__EXERCISE INSTRUCTIONS__:
The answer should be each line from the entries below that has the word "Notification" in it.

■ ■ ■ ■ ■

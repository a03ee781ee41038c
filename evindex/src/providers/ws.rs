use ethers::providers::{Middleware, Provider as EthersProvider, Ws};
use ethers::types::{Address, Block, Filter as EthersFilter, Log, TxHash};
use futures_util::stream::BoxStream;
use futures_util::StreamExt;

use super::ProviderError;

/// What a chain pushes over the WebSocket: the canonical chain grew a
/// header, or a log under one of the watched addresses changed status.
#[derive(Clone, Debug)]
pub enum Notification {
    NewHeader(Block<TxHash>),
    Log(Log),
}

/// Subscription surface of a chain. One merged stream keeps the
/// consumer loop single-threaded per chain.
#[async_trait::async_trait]
pub trait WsProvider: Sync + Send {
    async fn subscribe<'a>(
        &'a self,
        addresses: Vec<Address>,
    ) -> Result<BoxStream<'a, Notification>, ProviderError>;
}

#[async_trait::async_trait]
impl WsProvider for EthersProvider<Ws> {
    async fn subscribe<'a>(
        &'a self,
        addresses: Vec<Address>,
    ) -> Result<BoxStream<'a, Notification>, ProviderError> {
        let headers = self.subscribe_blocks().await?;
        let logs = self.subscribe_logs(&EthersFilter::new().address(addresses)).await?;

        Ok(futures_util::stream::select(
            headers.map(Notification::NewHeader),
            logs.map(Notification::Log),
        )
        .boxed())
    }
}

pub async fn get(ws_url: &str) -> Result<impl WsProvider, ProviderError> {
    EthersProvider::<Ws>::connect(ws_url).await
}
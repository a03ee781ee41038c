#[cfg(test)]
mod tests {
    use std::collections::HashMap;

    use futures_util::FutureExt;

    use crate::factory::{
        event_log_at, stub_block_hash, stub_block_hash_string, DAI_CONTRACT_ADDRESS,
        USDC_CONTRACT_ADDRESS,
    };
    use crate::test_runner;
    use evindex::commit::{self, CommitParams};
    use evindex::{ChainId, DecodedEvent, EvindexRepo, Repo, RepoError, UnsavedCheckpoint};

    #[tokio::test]
    pub async fn persists_rows_together_with_their_checkpoint() {
        let pool = test_runner::get_pool().await;

        test_runner::run_test(&pool, |mut conn| async move {
            let chain_id = ChainId::Mainnet as i64;
            let event_log =
                event_log_at(USDC_CONTRACT_ADDRESS, chain_id, 100, stub_block_hash(100));
            let checkpoint = UnsavedCheckpoint::new(
                chain_id,
                USDC_CONTRACT_ADDRESS,
                100,
                &stub_block_hash_string(100),
            );

            commit::run(&mut conn, CommitParams::new(checkpoint, vec![event_log])).await.unwrap();

            let event_logs = EvindexRepo::get_all_event_logs(&mut conn).await.unwrap();
            assert_eq!(event_logs.len(), 1);

            let checkpoint = EvindexRepo::get_checkpoint(
                &mut conn,
                chain_id,
                &USDC_CONTRACT_ADDRESS.to_lowercase(),
            )
            .await
            .unwrap()
            .unwrap();
            assert_eq!(checkpoint.block_number, 100);
            assert_eq!(checkpoint.block_hash, stub_block_hash_string(100));
        })
        .await;
    }

    #[tokio::test]
    pub async fn upserts_rows_sharing_a_natural_key() {
        let pool = test_runner::get_pool().await;

        test_runner::run_test(&pool, |mut conn| async move {
            let chain_id = ChainId::Mainnet as i64;
            let event_log =
                event_log_at(USDC_CONTRACT_ADDRESS, chain_id, 100, stub_block_hash(100));

            let checkpoint = || {
                UnsavedCheckpoint::new(
                    chain_id,
                    USDC_CONTRACT_ADDRESS,
                    100,
                    &stub_block_hash_string(100),
                )
            };

            commit::run(&mut conn, CommitParams::new(checkpoint(), vec![event_log.clone()]))
                .await
                .unwrap();

            let mut updated_event_log = event_log;
            updated_event_log.set_decoded_event(&DecodedEvent::new(
                "Transfer",
                HashMap::from([("value".to_string(), "1661".to_string())]),
            ));

            commit::run(&mut conn, CommitParams::new(checkpoint(), vec![updated_event_log]))
                .await
                .unwrap();

            let event_logs = EvindexRepo::get_all_event_logs(&mut conn).await.unwrap();
            assert_eq!(event_logs.len(), 1);

            let decoded_event = event_logs.first().unwrap().get_decoded_event().unwrap();
            assert_eq!(decoded_event.event_name, "Transfer");
        })
        .await;
    }

    #[tokio::test]
    pub async fn deletes_rows_above_the_new_checkpoint() {
        let pool = test_runner::get_pool().await;

        test_runner::run_test(&pool, |mut conn| async move {
            let chain_id = ChainId::Mainnet as i64;
            let event_logs = vec![
                event_log_at(USDC_CONTRACT_ADDRESS, chain_id, 10, stub_block_hash(10)),
                event_log_at(USDC_CONTRACT_ADDRESS, chain_id, 20, stub_block_hash(20)),
                event_log_at(USDC_CONTRACT_ADDRESS, chain_id, 30, stub_block_hash(30)),
            ];
            let checkpoint = UnsavedCheckpoint::new(
                chain_id,
                USDC_CONTRACT_ADDRESS,
                30,
                &stub_block_hash_string(30),
            );
            commit::run(&mut conn, CommitParams::new(checkpoint, event_logs)).await.unwrap();

            let rollback_checkpoint = UnsavedCheckpoint::new(
                chain_id,
                USDC_CONTRACT_ADDRESS,
                15,
                &stub_block_hash_string(15),
            );
            commit::run(&mut conn, CommitParams::new(rollback_checkpoint, vec![])).await.unwrap();

            let event_logs = EvindexRepo::get_all_event_logs(&mut conn).await.unwrap();
            assert_eq!(event_logs.len(), 1);
            assert_eq!(event_logs.first().unwrap().get_block_number(), 10);

            let checkpoint = EvindexRepo::get_checkpoint(
                &mut conn,
                chain_id,
                &USDC_CONTRACT_ADDRESS.to_lowercase(),
            )
            .await
            .unwrap()
            .unwrap();
            assert_eq!(checkpoint.block_number, 15);
        })
        .await;
    }

    #[tokio::test]
    pub async fn leaves_other_addresses_untouched() {
        let pool = test_runner::get_pool().await;

        test_runner::run_test(&pool, |mut conn| async move {
            let chain_id = ChainId::Mainnet as i64;

            let usdc_checkpoint = UnsavedCheckpoint::new(
                chain_id,
                USDC_CONTRACT_ADDRESS,
                30,
                &stub_block_hash_string(30),
            );
            let usdc_event_logs = vec![
                event_log_at(USDC_CONTRACT_ADDRESS, chain_id, 20, stub_block_hash(20)),
                event_log_at(USDC_CONTRACT_ADDRESS, chain_id, 30, stub_block_hash(30)),
            ];
            commit::run(&mut conn, CommitParams::new(usdc_checkpoint, usdc_event_logs))
                .await
                .unwrap();

            let dai_checkpoint = UnsavedCheckpoint::new(
                chain_id,
                DAI_CONTRACT_ADDRESS,
                25,
                &stub_block_hash_string(25),
            );
            let dai_event_logs =
                vec![event_log_at(DAI_CONTRACT_ADDRESS, chain_id, 25, stub_block_hash(25))];
            commit::run(&mut conn, CommitParams::new(dai_checkpoint, dai_event_logs))
                .await
                .unwrap();

            let usdc_rollback = UnsavedCheckpoint::new(
                chain_id,
                USDC_CONTRACT_ADDRESS,
                10,
                &stub_block_hash_string(10),
            );
            commit::run(&mut conn, CommitParams::new(usdc_rollback, vec![])).await.unwrap();

            let event_logs = EvindexRepo::get_all_event_logs(&mut conn).await.unwrap();
            assert_eq!(event_logs.len(), 1);
            assert_eq!(
                event_logs.first().unwrap().address,
                DAI_CONTRACT_ADDRESS.to_lowercase()
            );

            let dai_checkpoint = EvindexRepo::get_checkpoint(
                &mut conn,
                chain_id,
                &DAI_CONTRACT_ADDRESS.to_lowercase(),
            )
            .await
            .unwrap()
            .unwrap();
            assert_eq!(dai_checkpoint.block_number, 25);
        })
        .await;
    }

    #[tokio::test]
    pub async fn rolls_the_whole_commit_back_when_any_write_fails() {
        let pool = test_runner::get_pool().await;

        test_runner::run_test(&pool, |mut conn| async move {
            let chain_id = ChainId::Mainnet as i64;
            let event_log =
                event_log_at(USDC_CONTRACT_ADDRESS, chain_id, 100, stub_block_hash(100));
            let checkpoint = UnsavedCheckpoint::new(
                chain_id,
                USDC_CONTRACT_ADDRESS,
                100,
                &stub_block_hash_string(100),
            );

            let result = EvindexRepo::run_in_transaction(&mut conn, move |transaction_conn| {
                async move {
                    EvindexRepo::create_event_logs(transaction_conn, &[event_log]).await?;
                    EvindexRepo::upsert_checkpoint(transaction_conn, &checkpoint).await?;

                    Err(RepoError::Unknown("injected failure".to_string()))
                }
                .boxed()
            })
            .await;

            assert!(result.is_err());
            assert!(EvindexRepo::get_all_event_logs(&mut conn).await.unwrap().is_empty());

            let checkpoint = EvindexRepo::get_checkpoint(
                &mut conn,
                chain_id,
                &USDC_CONTRACT_ADDRESS.to_lowercase(),
            )
            .await
            .unwrap();
            assert!(checkpoint.is_none());
        })
        .await;
    }
}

■ ■ ■ ■ ■

__RESPONSE BOX__:
pub enum Notification {
    ) -> Result<BoxStream<'a, Notification>, ProviderError>;
    ) -> Result<BoxStream<'a, Notification>, ProviderError> {
            headers.map(Notification::NewHeader),
            logs.map(Notification::Log),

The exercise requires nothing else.